Preliminary work in our laboratories has investigated whether biocompatible polymer nanoparticles could be successfully delivered to a CD4+ T cell line. Nanoparticles <300nm were successfully taken up by CD4+ T cells. Using a LIVE/Dead violet stain that binds to the amine groups in nanoparticles, we could distinguish particles within and on the outside of cells.
In this project, we aim to develop biodegradable biopolymer nanoparticles to deliver latency reversing agents to resting CD4+ T cells. We will systematically determine the effects of size on nanoparticle uptake and will demonstrate the location of the nanoparticle using imaging flow cytometry and confocal microscopy. We will then load these nanoparticles with the HDACi romidepsin and PKC agonist bryostatin and determine the effects on latency reversal compared to free drug. Finally, we will optimise nanoparticles delivery of HIV RNA to resting CD4+ T cells to determine the effects of HIV RNA on the innate immune signalling pathway.

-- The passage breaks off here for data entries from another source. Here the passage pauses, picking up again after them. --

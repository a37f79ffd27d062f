//! Fixed-point archive timestamps.
//!
//! An archive timestamp is a 64-bit value whose high 36 bits are extended Unix seconds and
//! whose low 28 bits are fractional seconds in units of 2^-28 s.
//!
//! **Precision:** converting nanoseconds to 2^-28 s units and back truncates on both legs, so
//! a round trip through [`to_archive_time`] and [`from_archive_time`] may lose up to roughly
//! 4 ns.
//!
//! **Range:** the encoding holds seconds in `0..=MAX_ARCHIVE_SECONDS`, from the Unix epoch to
//! roughly the year 3058.

use crate::error::StreamError;
use chrono::{DateTime, Duration, TimeZone, Utc};
use std::fmt;

/// Multiplier from an archive timestamp to Unix seconds with fraction (2^-28).
pub const SECONDS_SCALER: f64 = 3.725290298461914e-9;

/// Multiplier from 2^-28 s units to nanoseconds (10^9 / 2^28).
const TO_NANOS_SCALER: f64 = 3.725290298461914;

/// Multiplier from nanoseconds to 2^-28 s units (2^28 / 10^9).
const FROM_NANOS_SCALER: f64 = 0.268435456;

/// Number of bits holding fractional seconds.
pub const FRACTION_BITS: u32 = 28;

const FRACTION_MASK: i64 = (1 << FRACTION_BITS) - 1;

/// Largest whole second an archive timestamp can hold without turning negative.
pub const MAX_ARCHIVE_SECONDS: i64 = (1 << (63 - FRACTION_BITS)) - 1;

/// Encodes a calendar instant as an archive timestamp.
///
/// Instants before the epoch encode as `0` and instants past [`MAX_ARCHIVE_SECONDS`] as
/// `i64::MAX`. Use [`try_to_archive_time`] to reject them instead.
pub fn to_archive_time(instant: DateTime<Utc>) -> i64 {
    match instant.timestamp() {
        hi if hi < 0 => 0,
        hi if hi > MAX_ARCHIVE_SECONDS => i64::MAX,
        hi => encode(hi, instant.timestamp_subsec_nanos()),
    }
}

/// Encodes a calendar instant, failing with [`StreamError::Configuration`] when its seconds do
/// not fit the 36-bit field.
pub fn try_to_archive_time(instant: DateTime<Utc>) -> Result<i64, StreamError> {
    let hi = instant.timestamp();
    if !(0..=MAX_ARCHIVE_SECONDS).contains(&hi) {
        return Err(StreamError::Configuration(format!(
            "{} is outside the archive time range",
            format_instant(&instant, 0)
        )));
    }
    Ok(encode(hi, instant.timestamp_subsec_nanos()))
}

fn encode(hi: i64, nanos: u32) -> i64 {
    let lo = (f64::from(nanos) * FROM_NANOS_SCALER) as i64;
    (hi << FRACTION_BITS) | (lo & FRACTION_MASK)
}

/// Decodes an archive timestamp into a calendar instant.
pub fn from_archive_time(timestamp: i64) -> DateTime<Utc> {
    let hi = ((timestamp as u64) >> FRACTION_BITS) as i64;
    let units = timestamp & FRACTION_MASK;
    let nanos = (units as f64 * TO_NANOS_SCALER) as u32;

    // 36-bit seconds and sub-second nanos are always representable.
    DateTime::from_timestamp(hi, nanos).unwrap_or(DateTime::<Utc>::MAX_UTC)
}

/// Converts an archive timestamp to Unix seconds including the fractional part.
pub fn archive_time_as_seconds(timestamp: i64) -> f64 {
    timestamp as f64 * SECONDS_SCALER
}

/// Returns the current wall-clock time as an archive timestamp.
pub fn now() -> i64 {
    to_archive_time(Utc::now())
}

/// Adds whole milliseconds to an instant in calendar time, or `None` past chrono's range.
pub fn plus_millis(instant: DateTime<Utc>, millis: i64) -> Option<DateTime<Utc>> {
    instant.checked_add_signed(Duration::try_milliseconds(millis)?)
}

/// Renders an instant as `yyyy-MM-dd HH:mm:ss` followed by `digits` fractional-second digits
/// (capped at 9, truncated rather than rounded).
pub fn format_instant<Tz>(instant: &DateTime<Tz>, digits: u8) -> String
where
    Tz: TimeZone,
    Tz::Offset: fmt::Display,
{
    let mut out = instant.format("%Y-%m-%d %H:%M:%S").to_string();
    let digits = usize::from(digits.min(9));
    if digits > 0 {
        let nanos = format!("{:09}", instant.timestamp_subsec_nanos() % 1_000_000_000);
        out.push('.');
        out.push_str(&nanos[..digits]);
    }
    out
}

#[cfg(test)]
mod tests {
    use super::*;

    #[test]
    fn test_whole_seconds_are_exact() {
        let instant = Utc.with_ymd_and_hms(2019, 3, 1, 12, 30, 0).unwrap();
        let ts = to_archive_time(instant);

        assert_eq!(ts >> FRACTION_BITS, instant.timestamp());
        assert_eq!(ts & FRACTION_MASK, 0);
        assert_eq!(from_archive_time(ts), instant);
    }

    #[test]
    fn test_round_trip_within_tolerance() {
        let base = Utc.with_ymd_and_hms(2021, 1, 1, 0, 0, 0).unwrap();
        for nanos in [1, 999, 1_000, 123_456_789, 500_000_000, 999_999_999] {
            let instant = base + Duration::nanoseconds(nanos);
            let decoded = from_archive_time(to_archive_time(instant));
            let drift = (decoded - instant).num_nanoseconds().unwrap().abs();
            assert!(drift <= 100, "drift of {drift}ns at {nanos}ns");
        }
    }

    #[test]
    fn test_half_second_fraction() {
        let instant = Utc.timestamp_opt(1_000, 500_000_000).unwrap();
        let ts = to_archive_time(instant);
        assert_eq!(ts & FRACTION_MASK, 1 << 27);
        assert!((archive_time_as_seconds(ts) - 1_000.5).abs() < 1e-9);
    }

    #[test]
    fn test_encoding_is_ordered() {
        let a = Utc.timestamp_opt(1_600_000_000, 10).unwrap();
        let b = Utc.timestamp_opt(1_600_000_000, 900_000_000).unwrap();
        let c = Utc.timestamp_opt(1_600_000_001, 0).unwrap();
        assert!(to_archive_time(a) < to_archive_time(b));
        assert!(to_archive_time(b) < to_archive_time(c));
    }

    #[test]
    fn test_out_of_range_seconds_do_not_wrap() {
        let last = Utc.timestamp_opt(MAX_ARCHIVE_SECONDS, 0).unwrap();
        assert_eq!(
            try_to_archive_time(last).unwrap(),
            MAX_ARCHIVE_SECONDS << FRACTION_BITS
        );
        assert_eq!(from_archive_time(to_archive_time(last)), last);

        let beyond = Utc.timestamp_opt(MAX_ARCHIVE_SECONDS + 1, 0).unwrap();
        assert!(matches!(
            try_to_archive_time(beyond),
            Err(StreamError::Configuration(_))
        ));
        assert_eq!(to_archive_time(beyond), i64::MAX);

        let before_epoch = Utc.timestamp_opt(-1, 0).unwrap();
        assert!(try_to_archive_time(before_epoch).is_err());
        assert_eq!(to_archive_time(before_epoch), 0);
    }

    #[test]
    fn test_plus_millis_is_checked() {
        let base = Utc.timestamp_opt(1_000, 0).unwrap();
        assert_eq!(
            plus_millis(base, 1_500),
            Some(Utc.timestamp_opt(1_001, 500_000_000).unwrap())
        );
        assert_eq!(plus_millis(DateTime::<Utc>::MAX_UTC, 1), None);
        assert_eq!(plus_millis(base, i64::MAX), None);
    }

    #[test]
    fn test_format_instant() {
        let instant = Utc.timestamp_opt(1_488_326_400, 123_456_789).unwrap();
        assert_eq!(format_instant(&instant, 0), "2017-03-01 00:00:00");
        assert_eq!(format_instant(&instant, 3), "2017-03-01 00:00:00.123");
        assert_eq!(format_instant(&instant, 12), "2017-03-01 00:00:00.123456789");
    }
}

Nucleic acid sensing by T cells during HIV-1 infection
Receptors of the innate immune system sense foreign molecules and structures such as the highly conserved microbe-associated molecular patterns (MAMPs) like sugars, lipids or proteins, which occur only on microbes like bacteria, fungi or parasites. Since viruses use the biosynthesis machinery of the infected (host) cell itself, they do not incorporate completely foreign molecules. Therefore, viruses are predominantly recognised by unusual localisation, structure or modification of their nucleic acids. Stimulation of innate nucleic acid sensing immune receptors trigger cell-autonomous antiviral defence mechanisms, which may also include apoptosis, and secretion of cytokines and chemokines, which lead to alarming of neighbouring cells and attracting immune cells, in this way initiating adaptive immune responses.
The human immunodeficiency virus 1 (HIV-1) is a lentivirus causing Acquired Immune Deficiency Syndrome (AIDS) with fatal outcome in humans if left untreated. A small cohort of patients, so called elite controllers, are able to limit progression of AIDS in absence of antiretroviral therapy (ART) due to their capacity to raise a rapid and sustained IFN-a/b response in dendritic cells, indicating that the antiviral IFN-a/b response also interferes with HIV-1 replication. Although, ART which directly target different processes during HIV replication has led to a substantial reduction in morbidity and mortality, the major barrier to curing HIV is the long term persistence of latently infected resting memory T-cells in HIV-infected patients. Such latently infected T cells express HIV-1 RNA, which was described to stimulate nucleic acid receptors in principle, but have no upregulated IFN-a/b induced genes, raising the question, if present RNA sensor pathways (e.g. RIG-I) are suppressed in those cells by viral or endogenous epigenetic regulation. Although nucleic acid receptors are well studied in somatic and myeloid cells, their presence and function in T cells is poorly defined. The aim of this project is to analyse the response of T cells to nucleic acid receptor stimulation and if HIV-1, especially in latently infected T cells (which express viral RNA), counteracts such viral recognition mechanisms. Conversely, the effect of transfected immunostimulatory nucleic acids on re-activation of latently HIV-1 infected cells will be analysed.